Image informatics in the Virtual University

AUTHOR

Paula Roberts (Australia)

ABSTRACT

This paper extends the image informatics ethics debate from issues of truth to considerations of the virtual university and the ethical dilemmas posed by the management and visual presentation of information in hyperreality.

Issues of truth which dominated ethical considerations in image informatics since computer technology made possible a seamless alteration of the photograph and its representation of reality (Roberts & Webber 1999), have moved more recently to concerns regarding the computer synthesis of images, which could allow, theoretically at least, a presidential candidate to be generated, credentialed, and elected without ever being publicly seen (Cooper 1998). Previously, photographs had represented historical truth as an expression of ‘a past that cannot be retrieved’ (Barthes 2000). However, synthesized images, such as the morphed image of the multicultural young woman on a 1993 Time cover, have overtaken the photograph. But, as Haraway (1997) points out, the Time ‘woman’, created from a mix of racial computerized images as a means of representing centuries of racial synthesis, is not ‘real’ visual information, and, as such, cannot convey ‘all the bloody history caught by the ugly word miscegenation’.

Robins (1996) argues that the ‘hyperreality’ of the digital image, with its increasing autonomy as a new source of information, threatens conventional reality. Similarly, Dreyfus (2001a) warns that supporters of virtual education systems boast that school experience will be electronically simulated, and, as early as primary school, ‘kindergartners will use mouse pads to finger paint’, and older students ‘will do virtual chemistry experiments with animated beakers and electronic Bunsen burners’, thus sacrificing the reality of tactile experience to the limitations of the hyperreal.

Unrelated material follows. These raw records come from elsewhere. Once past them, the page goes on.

use std::collections::HashMap;
use std::sync::Arc;

use axum::Json;
use axum::extract::{Path, Query, State};
use axum::http::HeaderMap;
use serde::Deserialize;
use serde_json::{Value, json};
use similar::TextDiff;
use tracing::{debug, warn};

use super::super::response::{ApiError, ApiResult};
use super::super::router::AppState;
use crate::auth::{check_repo_read_permission, get_optional_user};
use crate::rules::should_use_lfs;

/// Text diffs are only produced when both sides fit under this cap.
const MAX_DIFF_SIDE_BYTES: i64 = 1_000_000;

fn commit_date(creation_date: i64) -> Option<String> {
    chrono::DateTime::from_timestamp(creation_date, 0).map(|d| d.to_rfc3339())
}

#[derive(Debug, Deserialize)]
pub struct ListCommitsQuery {
    pub limit: Option<u32>,
    pub after: Option<String>,
}

pub async fn list_commits(
    State(state): State<Arc<AppState>>,
    headers: HeaderMap,
    Path((repo_type, namespace, name, branch)): Path<(String, String, String, String)>,
    Query(query): Query<ListCommitsQuery>,
) -> ApiResult<Json<Value>> {
    let (_, repo) = state.resolve_repo(&repo_type, &namespace, &name)?;
    let user = get_optional_user(state.store.as_ref(), &headers)?;
    check_repo_read_permission(state.store.as_ref(), &repo, user.as_ref())?;

    let lakefs_repo = state.lakefs_name(&repo);
    let limit = query.limit.unwrap_or(20).clamp(1, 100);

    let log = state
        .lakefs
        .log_commits(&lakefs_repo, &branch, limit, query.after.as_deref())
        .await
        .map_err(|e| ApiError::upstream(format!("Failed to list commits: {e}")))?;

    // Our own records enrich store commits with real authorship.
    let commit_ids: Vec<String> = log.results.iter().map(|c| c.id.clone()).collect();
    let records: HashMap<String, crate::types::Commit> = state
        .store
        .list_commit_records(repo.id, &commit_ids)?
        .into_iter()
        .map(|c| (c.commit_id.clone(), c))
        .collect();

    let commits: Vec<Value> = log
        .results
        .iter()
        .map(|commit| {
            let author = records
                .get(&commit.id)
                .map(|r| r.username.clone())
                .unwrap_or_else(|| {
                    if commit.committer.is_empty() {
                        "unknown".to_string()
                    } else {
                        commit.committer.clone()
                    }
                });
            json!({
                "id": commit.id,
                "oid": commit.id,
                "title": commit.message,
                "message": commit.message,
                "date": commit_date(commit.creation_date),
                "author": author,
                "email": commit.metadata.get("email").cloned().unwrap_or_default(),
                "parents": commit.parents,
            })
        })
        .collect();

    let (has_more, next_cursor) = match &log.pagination {
        Some(p) if p.has_more => (true, Some(p.next_offset.clone())),
        _ => (false, None),
    };

    Ok(Json(json!({
        "commits": commits,
        "hasMore": has_more,
        "nextCursor": next_cursor,
    })))
}

pub async fn commit_detail(
    State(state): State<Arc<AppState>>,
    headers: HeaderMap,
    Path((repo_type, namespace, name, commit_id)): Path<(String, String, String, String)>,
) -> ApiResult<Json<Value>> {
    let (_, repo) = state.resolve_repo(&repo_type, &namespace, &name)?;
    let user = get_optional_user(state.store.as_ref(), &headers)?;
    check_repo_read_permission(state.store.as_ref(), &repo, user.as_ref())?;

    let lakefs_repo = state.lakefs_name(&repo);
    let commit = state
        .lakefs
        .get_commit(&lakefs_repo, &commit_id)
        .await
        .map_err(|e| {
            if e.is_not_found() {
                ApiError::not_found(format!("Commit not found: {commit_id}"))
            } else {
                ApiError::upstream(format!("Failed to get commit: {e}"))
            }
        })?;

    let record = state.store.get_commit_record(repo.id, &commit.id)?;

    let mut body = json!({
        "id": commit.id,
        "oid": commit.id,
        "title": commit.message,
        "message": commit.message,
        "date": commit_date(commit.creation_date),
        "parents": commit.parents,
        "metadata": commit.metadata,
    });
    if let Value::Object(map) = &mut body {
        match record {
            Some(record) => {
                map.insert("author".to_string(), json!(record.username));
                map.insert("description".to_string(), json!(record.description));
                map.insert(
                    "committed_at".to_string(),
                    json!(record.created_at.to_rfc3339()),
                );
            }
            None => {
                let author = if commit.committer.is_empty() {
                    "unknown".to_string()
                } else {
                    commit.committer.clone()
                };
                map.insert("author".to_string(), json!(author));
            }
        }
    }

    Ok(Json(body))
}

pub async fn commit_diff(
    State(state): State<Arc<AppState>>,
    headers: HeaderMap,
    Path((repo_type, namespace, name, commit_id)): Path<(String, String, String, String)>,
) -> ApiResult<Json<Value>> {
    let (_, repo) = state.resolve_repo(&repo_type, &namespace, &name)?;
    let user = get_optional_user(state.store.as_ref(), &headers)?;
    check_repo_read_permission(state.store.as_ref(), &repo, user.as_ref())?;

    let lakefs_repo = state.lakefs_name(&repo);
    let commit = state
        .lakefs
        .get_commit(&lakefs_repo, &commit_id)
        .await
        .map_err(|e| {
            if e.is_not_found() {
                ApiError::not_found(format!("Commit not found: {commit_id}"))
            } else {
                ApiError::upstream(format!("Failed to get commit: {e}"))
            }
        })?;

    let Some(parent_id) = commit.parents.first().cloned() else {
        debug!("Commit {} has no parent", &commit_id[..8.min(commit_id.len())]);
        return Ok(Json(json!({ "files": [], "parent_commit": null })));
    };

    let diff = state
        .lakefs
        .diff_refs(&lakefs_repo, &parent_id, &commit.id)
        .await
        .map_err(|e| ApiError::upstream(format!("Failed to diff commit: {e}")))?;

    let paths: Vec<String> = diff.results.iter().map(|d| d.path.clone()).collect();
    let records: HashMap<String, crate::types::File> = state
        .store
        .list_files_by_paths(repo.id, &paths)?
        .into_iter()
        .map(|f| (f.path_in_repo.clone(), f))
        .collect();

    let mut files = Vec::new();
    for entry in diff.results.iter().filter(|e| e.is_object()) {
        let is_lfs = records
            .get(&entry.path)
            .map(|f| f.lfs)
            .unwrap_or_else(|| {
                entry
                    .size_bytes
                    .is_some_and(|size| should_use_lfs(&repo, &state.config.app, &entry.path, size))
            });

        let mut info = json!({
            "path": entry.path,
            "type": entry.diff_type,
            "size_bytes": entry.size_bytes,
            "is_lfs": is_lfs,
        });
        let map = info.as_object_mut().expect("object literal");

        let mut current_size = None;
        let mut previous_size = None;

        if matches!(entry.diff_type.as_str(), "added" | "changed") {
            if let Ok(stat) = state
                .lakefs
                .stat_object(&lakefs_repo, &commit.id, &entry.path)
                .await
            {
                current_size = Some(stat.size_bytes);
                map.insert("size_bytes".to_string(), json!(stat.size_bytes));
                map.insert("sha256".to_string(), json!(stat.checksum_hex()));
            }
        }
        if matches!(entry.diff_type.as_str(), "removed" | "changed") {
            if let Ok(stat) = state
                .lakefs
                .stat_object(&lakefs_repo, &parent_id, &entry.path)
                .await
            {
                previous_size = Some(stat.size_bytes);
                map.insert("previous_size".to_string(), json!(stat.size_bytes));
                map.insert("previous_sha256".to_string(), json!(stat.checksum_hex()));
            }
        }

        if !is_lfs {
            let too_large = current_size.is_some_and(|s| s >= MAX_DIFF_SIDE_BYTES)
                || previous_size.is_some_and(|s| s >= MAX_DIFF_SIDE_BYTES);
            if too_large {
                map.insert("diff".to_string(), Value::Null);
            } else {
                match text_diff(&state, &lakefs_repo, entry, &parent_id, &commit.id).await {
                    Ok(diff_text) => {
                        map.insert("diff".to_string(), json!(diff_text));
                    }
                    Err(e) => {
                        warn!("Failed to generate diff for {}: {e}", entry.path);
                        map.insert("diff".to_string(), Value::Null);
                    }
                }
            }
        }

        files.push(info);
    }

    let record = state.store.get_commit_record(repo.id, &commit.id)?;
    let author = record
        .map(|r| r.username)
        .unwrap_or_else(|| commit.committer.clone());

    Ok(Json(json!({
        "commit_id": commit.id,
        "parent_commit": parent_id,
        "message": commit.message,
        "author": author,
        "date": commit_date(commit.creation_date),
        "files": files,
    })))
}

async fn text_diff(
    state: &AppState,
    lakefs_repo: &str,
    entry: &crate::lakefs::DiffEntry,
    parent_id: &str,
    commit_id: &str,
) -> crate::error::Result<String> {
    let current = if matches!(entry.diff_type.as_str(), "added" | "changed") {
        String::from_utf8_lossy(
            &state
                .lakefs
                .get_object(lakefs_repo, commit_id, &entry.path)
                .await?,
        )
        .into_owned()
    } else {
        String::new()
    };

    let previous = if matches!(entry.diff_type.as_str(), "removed" | "changed") {
        String::from_utf8_lossy(
            &state
                .lakefs
                .get_object(lakefs_repo, parent_id, &entry.path)
                .await?,
        )
        .into_owned()
    } else {
        String::new()
    };

    let diff = TextDiff::from_lines(&previous, &current);
    Ok(diff
        .unified_diff()
        .header(&format!("a/{}", entry.path), &format!("b/{}", entry.path))
        .to_string())
}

Borgmann (2000) is concerned also with the desensitizing of knowledge in virtual reality which despite its promise of more tantalizing shape and colour, variety and availability, than anything in the actual world, cannot equate with realistic, lived experience, for ‘no one has been carried from a virtual race course or ski hill with burns or fractures’. Likewise, Penny (1995) argues that virtual reality acts as an insulator from reality, in being ‘as real as a picture of a toothache.’

Simulation technologies, however, have proved their usefulness, for example, virtual environments have provided therapeutic benefits in helping people with fears such as acrophobia by ‘walking’ them through computer-generated representations (Strickland et al., 1997). And simulations are used in controlling, at a distance, operations at hazardous sites such as space and deep-sea exploration, and nuclear and other toxic environments. However, the publicly televised military application of simulation technology in the Gulf War, (and more recently in Afghanistan) has demonstrated also the ethical dangers of the derealization effect of virtual reality, which has made it appear these wars were being conducted in an imaginary space where fighters were engaged in a computer game, rather than destructive combat (Robins 1996).

The ethical dangers in simulations lie in the threat they pose to understanding the difference between reality and hyperreality, between ‘true’ and ‘false’, and between ‘real’ and ‘imaginary’ (Baudrillard 1983), and in providing a temptation to live in a world of simulated images and simulated commitment, which might lead to a simulated life which inhibits ethical action (Dreyfus 2001b).

Feminists also raise ethical concerns that virtual reality creates a gendered, disembodied space, which not only denies the body, but represses it (Hayles 1993). However, concern for the body does emerge in virtual environments with the construction (in the anonymity and acceptance which exists in cyber communities) of lives more expansive than those lived in reality Turkle (1995). But the self constructed in virtual reality differs from the real self in its absence of voice, for virtual reality is mute and substitutes sight for sound, and subordinates language to visual perception (Bolter 1996). And online, disembodied relationships more often than not leave participants feeling isolated and depressed (Kraut et al., 1998). A lack of human warmth in virtual interactions might explain the large number of daily electronic visitors to the website known as JenniCAM. This web-site, with its combination of virtual reality and the digital camera, records the daily life happenings of a young woman, in representations which confuse the ideological dichotomies of body/machine, private/public and reality/virtual reality (Jimroglou 2001), and might suggest a model for an electronic, social context of information.

In conclusion, the paper questions whether the nonlinear dynamics of virtual reality represent a shift to new philosophical and epistemological models of information management and presentation. An interesting conjecture is whether the virtual university will incorporate these new models and also provide not only authentic representations of information but on-line contexts which acknowledge the ‘social life of information’, that is, that information is embedded in social relationships and institutions, and that knowledge management must focus on the social and ethical dimension, as much as on technology (Fukuama, in Brown & Duguid, 2000), in ways which are at the foundation of the traditional university.